PROVIDENCE, R.I. – One of the eight circus acrobats who plummeted about 20 feet (6 metres) to the ground during a hair-hanging stunt said Tuesday she’s thankful she’s alive and wants to return to the ring.
Samantha Pitard was released from a hospital Tuesday, two days after the Ringling Bros. and Barnum & Bailey circus accident in Rhode Island. The others are still hospitalized.
Pitard told The Associated Press she is the only one of the troupe who can walk on her own but the others are expected to fully recover. She said everyone is in good spirits.
Pitard said all circus performers know they risk their lives during every performance and they love it enough to take that risk to make people happy. She said she wants to rejoin the tour and show the world she’s OK.
Local investigators have completed an initial probe into the circus accident and are turning over a broken clip and other material to federal workplace safety investigators.
The carabiner clip was one of several pieces at the top of a chandelier-like apparatus that was suspending the acrobats during Sunday morning’s performance before 3,900 people, many of them children.
It’s unclear why the 4- to 5-inch (11- to 13-centimetre) steel clip broke into three pieces, fire investigator Paul Doughty said. That is up to investigators with the Occupational Safety and Health Administration to determine.
Doughty said investigators have narrowed down the cause of the broken clip to two possibilities: a manufacturing defect or improper use. The latter could have to do with how it was installed in the rigging, he said.

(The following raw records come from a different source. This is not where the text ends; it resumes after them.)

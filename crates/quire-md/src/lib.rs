//! Markdown converter with frontmatter extraction and table of contents.
//!
//! This crate renders Markdown to XHTML-compatible HTML, pulls key/value
//! frontmatter off the top of a document, and anchors every heading so a
//! table of contents can link to it.

pub mod frontmatter;
mod html_blocks;
pub mod parser;
pub mod toc;

pub use frontmatter::{Frontmatter, FrontmatterError};
pub use parser::{Markdown, ParseError, RenderedDoc};
pub use toc::TocEntry;
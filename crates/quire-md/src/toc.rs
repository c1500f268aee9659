//! Table of contents built from document headings.

use std::collections::HashSet;

/// A table of contents entry.
#[derive(Debug, Clone, PartialEq)]
pub struct TocEntry {
    /// Heading text
    pub title: String,
    /// Anchor ID
    pub id: String,
    /// Heading level (1-6)
    pub level: u8,
}

/// Hands out heading ids, keeping each one unique within a document.
#[derive(Debug, Default)]
pub(crate) struct AnchorIds {
    taken: HashSet<String>,
}

impl AnchorIds {
    /// Reserve an id given explicitly with `{#id}`.
    pub(crate) fn claim(&mut self, id: String) -> String {
        self.taken.insert(id.clone());
        id
    }

    /// Derive an id from heading text, suffixing `-2`, `-3`... on collision.
    pub(crate) fn derive(&mut self, title: &str) -> String {
        let mut base = slugify(title);
        if base.is_empty() {
            base = "section".to_string();
        }

        let mut candidate = base.clone();
        let mut n = 2;
        while self.taken.contains(&candidate) {
            candidate = format!("{base}-{n}");
            n += 1;
        }

        self.taken.insert(candidate.clone());
        candidate
    }
}

/// Convert a heading to a URL-safe slug.
pub fn slugify(text: &str) -> String {
    text.to_lowercase()
        .chars()
        .map(|c| {
            if c.is_alphanumeric() {
                c
            } else if c.is_whitespace() || c == '-' || c == '_' {
                '-'
            } else {
                '\0'
            }
        })
        .filter(|c| *c != '\0')
        .collect::<String>()
        .split('-')
        .filter(|s| !s.is_empty())
        .collect::<Vec<_>>()
        .join("-")
}

/// Render entries as nested `<ul>` lists.
///
/// An entry nests under the closest preceding entry with a lower level, so
/// documents that skip levels (h1 then h3) still produce a single child list.
/// Returns `None` when there are no entries.
pub fn render_toc(entries: &[TocEntry]) -> Option<String> {
    if entries.is_empty() {
        return None;
    }

    let mut html = String::new();
    // Levels of the currently open lists' items, innermost last
    let mut open: Vec<u8> = Vec::new();

    html.push_str("<ul>\n");
    for entry in entries {
        match open.last().copied() {
            None => {}
            Some(last) if entry.level > last => {
                html.push_str(&format!("\n{}<ul>\n", indent(open.len())));
            }
            Some(_) => {
                html.push_str("</li>\n");
                while open.len() > 1 && open[open.len() - 2] >= entry.level {
                    open.pop();
                    html.push_str(&format!("{}</ul></li>\n", indent(open.len())));
                }
                open.pop();
            }
        }

        open.push(entry.level);
        html.push_str(&format!(
            "{}<li><a href=\"#{}\">{}</a>",
            indent(open.len()),
            escape_attr(&entry.id),
            escape_text(&entry.title)
        ));
    }

    html.push_str("</li>\n");
    while open.len() > 1 {
        open.pop();
        html.push_str(&format!("{}</ul></li>\n", indent(open.len())));
    }
    html.push_str("</ul>\n");

    Some(html)
}

fn indent(depth: usize) -> String {
    "  ".repeat(depth)
}

fn escape_text(text: &str) -> String {
    text.replace('&', "&amp;")
        .replace('<', "&lt;")
        .replace('>', "&gt;")
}

fn escape_attr(text: &str) -> String {
    escape_text(text).replace('"', "&quot;")
}

#[cfg(test)]
mod tests {
    use super::*;
    use pretty_assertions::assert_eq;

    fn entry(title: &str, level: u8) -> TocEntry {
        TocEntry {
            title: title.to_string(),
            id: slugify(title),
            level,
        }
    }

    #[test]
    fn slugify_works() {
        assert_eq!(slugify("Hello World"), "hello-world");
        assert_eq!(slugify("API Reference"), "api-reference");
        assert_eq!(slugify("Button (Primary)"), "button-primary");
        assert_eq!(slugify("  Multiple   Spaces  "), "multiple-spaces");
    }

    #[test]
    fn derive_deduplicates() {
        let mut ids = AnchorIds::default();

        assert_eq!(ids.derive("Usage"), "usage");
        assert_eq!(ids.derive("Usage"), "usage-2");
        assert_eq!(ids.derive("Usage"), "usage-3");
        assert_eq!(ids.derive("!!!"), "section");
    }

    #[test]
    fn derive_avoids_claimed_ids() {
        let mut ids = AnchorIds::default();
        ids.claim("intro".to_string());

        assert_eq!(ids.derive("Intro"), "intro-2");
    }

    #[test]
    fn empty_toc_is_none() {
        assert_eq!(render_toc(&[]), None);
    }

    #[test]
    fn renders_flat_list() {
        let html = render_toc(&[entry("One", 2), entry("Two", 2)]).unwrap();

        assert_eq!(
            html,
            "<ul>\n  <li><a href=\"#one\">One</a></li>\n  <li><a href=\"#two\">Two</a></li>\n</ul>\n"
        );
    }

    #[test]
    fn renders_nested_list() {
        let html = render_toc(&[
            entry("Guide", 1),
            entry("Install", 2),
            entry("Usage", 2),
            entry("Appendix", 1),
        ])
        .unwrap();

        assert_eq!(
            html,
            "<ul>\n\
             \x20 <li><a href=\"#guide\">Guide</a>\n\
             \x20 <ul>\n\
             \x20   <li><a href=\"#install\">Install</a></li>\n\
             \x20   <li><a href=\"#usage\">Usage</a></li>\n\
             \x20 </ul></li>\n\
             \x20 <li><a href=\"#appendix\">Appendix</a></li>\n\
             </ul>\n"
        );
    }

    #[test]
    fn escapes_titles() {
        let html = render_toc(&[TocEntry {
            title: "a < b & c".to_string(),
            id: "a-b-c".to_string(),
            level: 1,
        }])
        .unwrap();

        assert!(html.contains("a &lt; b &amp; c"));
    }
}
//! Permissive `$`-placeholder templates.
//!
//! Placeholder syntax:
//!
//! - `$$` is an escape for a literal `$`
//! - `$name` and `${name}` are replaced when `name` is supplied
//!
//! Names are ASCII identifiers (`[_A-Za-z][_A-Za-z0-9]*`). Anything else,
//! including placeholders with no supplied value, is left as written.

use std::collections::HashMap;
use std::sync::LazyLock;

use regex::{Captures, Regex};

static PLACEHOLDER: LazyLock<Regex> = LazyLock::new(|| {
    Regex::new(r"\$(?:(\$)|([_A-Za-z][_A-Za-z0-9]*)|\{([_A-Za-z][_A-Za-z0-9]*)\})").unwrap()
});

/// Variables available to a substitution pass.
pub type Variables = HashMap<String, String>;

/// A loaded template.
#[derive(Debug, Clone, PartialEq)]
pub struct Template {
    source: String,
}

impl Template {
    /// Wrap template text.
    pub fn new(source: impl Into<String>) -> Self {
        Self {
            source: source.into(),
        }
    }

    /// Replace every supplied placeholder, leaving the rest untouched.
    pub fn safe_substitute(&self, vars: &Variables) -> String {
        PLACEHOLDER
            .replace_all(&self.source, |caps: &Captures<'_>| {
                if caps.get(1).is_some() {
                    return "$".to_string();
                }

                let name = caps.get(2).or_else(|| caps.get(3)).map_or("", |m| m.as_str());
                match vars.get(name) {
                    Some(value) => value.clone(),
                    None => caps[0].to_string(),
                }
            })
            .into_owned()
    }
}
//! HTML blocks whose contents are Markdown.
//!
//! CommonMark passes an HTML block through untouched. An opening tag at the
//! start of a line that carries `markdown="1"` instead has its contents
//! parsed as Markdown: the attribute is dropped and the contents are set
//! apart by blank lines, so they become part of the surrounding document
//! (headings inside still get anchors and TOC entries).

use std::borrow::Cow;
use std::sync::LazyLock;

use regex::Regex;

static OPEN_TAG: LazyLock<Regex> = LazyLock::new(|| {
    Regex::new(r"(?m)^([ ]{0,3})<([A-Za-z][A-Za-z0-9-]*)((?:\s[^>]*)?)>").unwrap()
});

static MARKDOWN_ATTR: LazyLock<Regex> =
    LazyLock::new(|| Regex::new(r#"\s+markdown\s*=\s*(?:"1"|'1'|1\b)"#).unwrap());

/// Open every `markdown="1"` block so its contents are parsed as Markdown.
///
/// Blocks without a matching close tag are left as written.
pub(crate) fn expand_markdown_blocks(source: &str) -> Cow<'_, str> {
    let mut text = Cow::Borrowed(source);
    let mut pos = 0;

    while let Some(caps) = OPEN_TAG.captures_at(&text, pos) {
        let Some(whole) = caps.get(0) else {
            break;
        };
        let (start, open_end) = (whole.start(), whole.end());

        let attrs = &caps[3];
        if !MARKDOWN_ATTR.is_match(attrs) || attrs.trim_end().ends_with('/') {
            pos = open_end;
            continue;
        }

        let name = caps[2].to_string();
        let open = format!("{}<{}{}>", &caps[1], name, MARKDOWN_ATTR.replace(attrs, ""));

        let Some((inner_len, close_end)) = find_close(&text[open_end..], &name) else {
            tracing::debug!("Unclosed <{}> block with markdown attribute", name);
            pos = open_end;
            continue;
        };

        let inner = dedent(text[open_end..open_end + inner_len].trim_matches(['\n', '\r']));
        let rewritten = format!(
            "{}{}\n\n{}\n\n</{}>{}",
            &text[..start],
            open,
            inner,
            name,
            &text[open_end + close_end..]
        );

        // Nested blocks are picked up on later iterations
        pos = start + open.len();
        text = Cow::Owned(rewritten);
    }

    text
}

/// Offsets of the close tag matching an already-consumed open tag: where the
/// contents end, and where the close tag ends.
fn find_close(rest: &str, name: &str) -> Option<(usize, usize)> {
    let tags = Regex::new(&format!(r"(?i)<(/?){}(?:\s[^>]*)?>", regex::escape(name))).ok()?;
    let mut depth = 0usize;

    for caps in tags.captures_iter(rest) {
        let tag = caps.get(0)?;
        if caps[1].is_empty() {
            if !tag.as_str().ends_with("/>") {
                depth += 1;
            }
        } else if depth == 0 {
            return Some((tag.start(), tag.end()));
        } else {
            depth -= 1;
        }
    }

    None
}

/// Strip the indentation common to every non-blank line.
fn dedent(text: &str) -> String {
    let indent = text
        .lines()
        .filter(|line| !line.trim().is_empty())
        .map(|line| line.len() - line.trim_start_matches([' ', '\t']).len())
        .min()
        .unwrap_or(0);

    text.lines()
        .map(|line| line.get(indent..).unwrap_or(""))
        .collect::<Vec<_>>()
        .join("\n")
}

The circus packed up and headed for Connecticut without the eight acrobats who were injured. When the clip snapped, the women fell to the ground, and the apparatus landed on them.
READ MORE: Acrobats fall during stunt at circus in U.S.
Relatives and rescuers said the women suffered injuries including a pierced liver, neck and back fractures, broken ankles and head injuries.
The circus inspected all of its equipment on Monday night when it loaded up in Providence and planned another inspection when it unloaded, said Stephen Payne, a spokesman for Feld Entertainment, Ringling’s parent company. The circus is replacing each carabiner in the show before the next performance, on Thursday in Hartford, he said. The hair act won’t be performed there, the company said.
The equipment has been used dozens of times per week since the beginning of the year, and a circus crew had installed it last week, Payne said. The crew told investigators the clip had been visually inspected before the show.